私はある程度の敷金・礼金に耐えうる財を積み上げた。ただでさえ低収入だと言われる業界<そのくせめっちゃハードワーク>の仕事をしながらも、ある程度「貯金」という武装を身につけたのだ。これはいわゆる盾の装備である。
それでも普段の収入は他業界の皆さんと比べたら雀の涙と言って過言ではない。やはり劣悪な物件と巡りあっても仕方ないと覚悟を決めていた。敷金・礼金とかいう強烈な剣を貯金という盾で玉砕しても、その後も「生活費」というまぁまぁ地味に威力のある槍をガードしていかねばならないのだ。
それは相当な覚悟だった。もう3畳一間のボロアパートでも覚悟しよう。それぐらいの腹をきめていた。
私が最初に向かったのは地元で信頼している先輩から教わった古参な不動産屋だった。とても老獪な夫婦で人あたりも良い。
そしてそこで紹介頂いた物件はかなり衝撃的だった。
5~6畳ぐらいの部屋が3つもある超広大な物件だったからだ。しかも家賃がこれまた破格。ただ1つどうしようもない問題があった。
汚かった。トイレとお風呂が。しかもトイレは和式。傷んだ壁が奇妙な模様を描いていて、お世辞にも自分が使うイメージが湧かなかった。
笑顔で「前向きに考えます」とだけ言い残して、その不動産屋を去った。
私は考えた。最悪ならばそこに決めるしかないだろうと。
しかし私は特に幼少期、和式トイレでのイイ思い出がない……
私はやはり考えた。気がつけばそこへ勝手に私の自転車が向かっていたのだ。
懐かしき約4年前のことだ、私は広島でも大手とされる不動産仲介業者の店を訪ねたことがあった。あの時は「敷金・礼金」というものに志をへし折られたが、いまは違う。もうこれは運命のようであった――
約4年ぶりの来店、私に応じる職員は当時と違う職員だった。しかし彼は真摯かつ親身になって私の話を聞き、物件探しに協力してくれた。
すると2件も破格の物件があり、紹介を頂けた。
いずれもとっても綺麗。
だが2件のうち1件が「ある1点」につき劣る点があった。それをここで話すことはしないが、贅沢な悩みであったことに違いない。その1点を除いては凄く魅力的な物件ではあったからだ。

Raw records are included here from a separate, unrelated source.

//! Domain Errors
//!
//! Error types for diagnosis input validation.

use thiserror::Error;

/// Diagnosis validation errors
///
/// Every variant carries the form field it refers to, so callers can report
/// exactly one actionable message per failed request.
#[derive(Debug, Clone, PartialEq, Eq, Error)]
pub enum DiagnosisError {
    #[error("{field} is required")]
    MissingField { field: &'static str },

    #[error("{field} must be in Roman characters (A-Z, a-z)")]
    InvalidName { field: &'static str },

    #[error("birthDate has an invalid format: {input:?}")]
    InvalidDate { input: String },
}

impl DiagnosisError {
    pub fn missing(field: &'static str) -> Self {
        Self::MissingField { field }
    }

    pub fn invalid_name(field: &'static str) -> Self {
        Self::InvalidName { field }
    }

    pub fn invalid_date<T: AsRef<str>>(input: T) -> Self {
        Self::InvalidDate {
            input: input.as_ref().to_string(),
        }
    }

    /// Name of the offending form field
    pub fn field(&self) -> &'static str {
        match self {
            Self::MissingField { field } | Self::InvalidName { field } => field,
            Self::InvalidDate { .. } => "birthDate",
        }
    }
}

#[cfg(test)]
mod tests {
    use super::*;

    #[test]
    fn test_field_names() {
        assert_eq!(DiagnosisError::missing("lastName").field(), "lastName");
        assert_eq!(DiagnosisError::invalid_name("firstName").field(), "firstName");
        assert_eq!(DiagnosisError::invalid_date("soon").field(), "birthDate");
    }

    #[test]
    fn test_messages() {
        assert_eq!(
            DiagnosisError::missing("birthRegion").to_string(),
            "birthRegion is required"
        );
        assert_eq!(
            DiagnosisError::invalid_date("1990-13-01").to_string(),
            "birthDate has an invalid format: \"1990-13-01\""
        );
    }
}
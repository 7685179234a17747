//! Diagnosis Application Service (Use Case)
//!
//! Supplies the reference clock to the pure diagnosis engine.

use chrono::{DateTime, FixedOffset, Utc};

use en_shindan::{DiagnosisError, DiagnosisForm, DiagnosisProfile};

/// Application service for diagnosis requests
pub struct DiagnosisService {
    offset: FixedOffset,
}

impl DiagnosisService {
    pub fn new(offset: FixedOffset) -> Self {
        Self { offset }
    }

    /// Current time in the configured offset
    pub fn reference_now(&self) -> DateTime<FixedOffset> {
        Utc::now().with_timezone(&self.offset)
    }

    /// Diagnose a form as of now
    pub fn run(&self, form: &DiagnosisForm) -> Result<DiagnosisProfile, DiagnosisError> {
        self.run_at(form, self.reference_now())
    }

    /// Diagnose a form as of `reference`
    pub fn run_at(
        &self,
        form: &DiagnosisForm,
        reference: DateTime<FixedOffset>,
    ) -> Result<DiagnosisProfile, DiagnosisError> {
        match en_shindan::diagnose(form, reference) {
            Ok(profile) => {
                tracing::info!(
                    natural_type = %profile.natural_type.natural_type,
                    name_type = %profile.name.bond_type,
                    "Diagnosis completed"
                );
                Ok(profile)
            }
            Err(e) => {
                tracing::warn!(field = e.field(), "Diagnosis rejected: {}", e);
                Err(e)
            }
        }
    }
}
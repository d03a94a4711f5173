//! Plots of steady models

use std::fmt;
use std::io::Write;

use ndarray::{Array2, Axis};

use super::base::{contour_grid, describe, draw_layer_contours, ContourPlot, PlotBase};
use super::config::{ContourOptions, FluxContourOptions, HorizontalAxis, TraceOptions, VContourOptions, XsectionOptions};
use super::geometry::linspace;
use super::layout::draw_topview;
use super::stream::build_flux_grid;
use super::trace::{draw_tracelines, Tracelines};
use super::xsection::draw_xsection;
use super::PlotError;
use crate::model::{Model, Tracer};
use crate::output::contour::{contour, ContourSet};
use crate::output::surface::{AxesId, Figure};

const METHODS: &[&str] = &[
    "contour",
    "tracelines",
    "topview",
    "topview_and_xsection",
    "vcontour",
    "vcontoursf1d",
    "xsection",
];

/// Renderer for steady models
///
/// # Example
///
/// ```rust,ignore
/// let plots = SteadyPlots::new(&model);
/// let mut figure = Figure::default();
/// let result = plots.contour(&mut figure, None, &ContourOptions::new([-50.0, 50.0, -50.0, 50.0]))?;
/// render_figure(&figure, "heads.png", None)?;
/// ```
pub struct SteadyPlots<'a> {
    model: &'a dyn Model,
}

impl<'a> SteadyPlots<'a> {
    pub fn new(model: &'a dyn Model) -> Self {
        Self { model }
    }

    /// Head contours in a vertical section from `(x1, y1)` to `(x2, y2)` of the window
    ///
    /// With `vinterp` heads are interpolated between layer centers (the top
    /// and bottom rows repeat the outer layers); otherwise each aquifer is a
    /// constant band between its top and bottom.
    pub fn vcontour(
        &self,
        fig: &mut Figure,
        ax: Option<AxesId>,
        opts: &VContourOptions,
    ) -> Result<(AxesId, ContourSet), PlotError> {
        if opts.n < 2 {
            return Err(PlotError::InvalidConfiguration(format!(
                "vcontour needs at least 2 points, got {}",
                opts.n
            )));
        }
        let win = opts.win;
        let xg = linspace(win.x1 + opts.nudge, win.x2 - opts.nudge, opts.n);
        let yg = linspace(win.y1 + opts.nudge, win.y2 - opts.nudge, opts.n);
        let h = self.model.headalongline(&xg, &yg, None, None).map_err(PlotError::Model)?;

        let aq = self.model.aq();
        let naq = aq.naq();
        let (nl, nt, np) = h.dim();
        if nl != naq || nt == 0 || np != opts.n {
            return Err(PlotError::Model(format!(
                "head along line has shape {:?}, expected ({naq}, _, {})",
                h.dim(),
                opts.n
            )));
        }
        let h = h.index_axis(Axis(1), 0);

        let horizontal = match opts.horizontal_axis {
            HorizontalAxis::X => xg,
            HorizontalAxis::Y => yg,
            HorizontalAxis::Distance => {
                let length = (win.x2 - win.x1).hypot(win.y2 - win.y1);
                linspace(0.0, length, opts.n)
            }
        };

        let (zaqtop, zaqbot) = (aq.zaqtop(), aq.zaqbot());
        let (zg, grid) = if opts.vinterp {
            let mut zg = Vec::with_capacity(naq + 2);
            zg.push(zaqtop[0]);
            zg.extend(zaqtop.iter().zip(&zaqbot).map(|(t, b)| 0.5 * (t + b)));
            zg.push(zaqbot[naq - 1]);
            let grid = Array2::from_shape_fn((naq + 2, opts.n), |(r, k)| {
                h[[r.saturating_sub(1).min(naq - 1), k]]
            });
            (zg, grid)
        } else {
            let zg: Vec<f64> = zaqtop.iter().zip(&zaqbot).flat_map(|(t, b)| [*t, *b]).collect();
            let grid = Array2::from_shape_fn((2 * naq, opts.n), |(r, k)| h[[r / 2, k]]);
            (zg, grid)
        };

        let id = ax.unwrap_or_else(|| fig.add_subplot());
        if opts.layout {
            let xsection = XsectionOptions {
                xy: Some([(win.x1, win.y1), (win.x2, win.y2)]),
                labels: false,
                horizontal_axis: opts.horizontal_axis,
                ..XsectionOptions::default()
            };
            draw_xsection(fig, id, self.model, &xsection)?;
        }

        let axes = fig.axes_mut(id)?;
        let color = opts.color.unwrap_or_else(|| axes.next_cycle_color());
        let mut cs = contour(&horizontal, &zg, grid.view(), &opts.levels, color);
        if opts.labels {
            cs.label(opts.decimals);
        }
        log::debug!("{}: vertical contour with {} segment(s)", self.model.name(), cs.segment_count());
        axes.add_contour(cs.clone());
        Ok((id, cs))
    }

    /// Trace pathlines from every start point, printing progress to stdout
    pub fn tracelines(
        &self,
        fig: &mut Figure,
        axes: Option<&[AxesId]>,
        tracer: &dyn Tracer,
        start: (&[f64], &[f64], &[f64]),
        opts: &TraceOptions,
    ) -> Result<Tracelines, PlotError> {
        let stdout = std::io::stdout();
        let mut out = stdout.lock();
        self.tracelines_with_progress(fig, axes, tracer, start, opts, &mut out)
    }

    /// [`SteadyPlots::tracelines`] with progress markers written to `progress`
    pub fn tracelines_with_progress<W: Write>(
        &self,
        fig: &mut Figure,
        axes: Option<&[AxesId]>,
        tracer: &dyn Tracer,
        (xstart, ystart, zstart): (&[f64], &[f64], &[f64]),
        opts: &TraceOptions,
        progress: &mut W,
    ) -> Result<Tracelines, PlotError> {
        draw_tracelines(fig, self.model, tracer, xstart, ystart, zstart, axes, opts, progress)
    }

    /// Stream-function contours of a 1D model between `x1` and `x2`
    ///
    /// Contours of the cumulative discharge are flow lines of the section;
    /// a label-free cross-section is drawn on top when `layout` is set.
    pub fn vcontoursf1d(
        &self,
        fig: &mut Figure,
        ax: Option<AxesId>,
        opts: &FluxContourOptions,
    ) -> Result<AxesId, PlotError> {
        if opts.nx < 2 {
            return Err(PlotError::InvalidConfiguration(format!(
                "vcontoursf1d needs at least 2 points, got {}",
                opts.nx
            )));
        }
        let (xa, xb) = (opts.x1 + opts.nudge, opts.x2 - opts.nudge);
        let xflow = linspace(xa, xb, opts.nx);
        let grid = build_flux_grid((xa, 0.0), (xb, 0.0), opts.nx, |x, y| {
            self.model.disvec(x, y).map(|(qx, _)| qx)
        })
        .map_err(PlotError::Model)?;

        let aq = self.model.find_aquifer_data(xflow[0], 0.0);
        let zflow: Vec<f64> = aq
            .zaqtop()
            .into_iter()
            .zip(aq.zaqbot())
            .flat_map(|(t, b)| [t, b])
            .collect();
        if zflow.len() != grid.nrows() {
            return Err(PlotError::Model(format!(
                "discharge has {} aquifers, layer data has {}",
                grid.nrows() / 2,
                zflow.len() / 2
            )));
        }

        let id = ax.unwrap_or_else(|| fig.add_subplot());
        {
            let axes = fig.axes_mut(id)?;
            let color = opts.color.unwrap_or_else(|| axes.next_cycle_color());
            let psi = grid.to_array();
            let mut cs = contour(&xflow, &zflow, psi.view(), &opts.levels, color);
            if opts.labels {
                cs.label(opts.decimals);
            }
            log::debug!("{}: stream-function contour with {} segment(s)", self.model.name(), cs.segment_count());
            axes.add_contour(cs);
        }

        if opts.layout {
            let xsection = XsectionOptions {
                xy: Some([(opts.x1, 0.0), (opts.x2, 0.0)]),
                labels: false,
                horizontal_axis: opts.horizontal_axis,
                ..XsectionOptions::default()
            };
            draw_xsection(fig, id, self.model, &xsection)?;
        }
        Ok(id)
    }
}

impl PlotBase for SteadyPlots<'_> {
    fn model(&self) -> &dyn Model {
        self.model
    }

    fn methods(&self) -> &'static [&'static str] {
        METHODS
    }

    /// Steady head contours; the panel ends up scaled to the window
    fn contour(&self, fig: &mut Figure, ax: Option<AxesId>, opts: &ContourOptions) -> Result<ContourPlot, PlotError> {
        let (xg, yg, layers) = contour_grid(self.model, opts)?;
        let h = self.model.headgrid(&xg, &yg, &layers, None).map_err(PlotError::Model)?;

        let id = ax.unwrap_or_else(|| fig.add_subplot());
        let axes = fig.axes_mut(id)?;
        let sets = draw_layer_contours(axes, &xg, &yg, &h, &layers, opts, opts.decimals.unwrap_or(0))?;
        axes.axis_scaled();
        if opts.layout {
            draw_topview(axes, self.model, Some(opts.win), Some(&layers));
        }

        Ok(ContourPlot {
            axes: id,
            contours: opts.return_contours.then_some(sets),
        })
    }
}

impl fmt::Display for SteadyPlots<'_> {
    fn fmt(&self, f: &mut fmt::Formatter<'_>) -> fmt::Result {
        describe(self, f)
    }
}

こうして今の新居を選択して決めたワケだが、やはりお部屋探しは不動産仲介業者とりわけ大手に限るのかなと感じてしまった。
そしてやはりこの選択の場は「戦場」だ。己の欲望と現実を見据えながらも、その葛藤のなかで戦果を見いだす。
今日は硬い話ばかりしているようだが、私としてはこれをゲームの喩えにしてすら構わないと思っている。人生で最も出資する機会にもなりうる住居探しだが、そのなかで得られる「思い出」もまた格別だ。楽しんでこそなんぼなのだ。
今日は良いお家と良い人が出会うことを願い、話を締めくくりたい。おやすみ。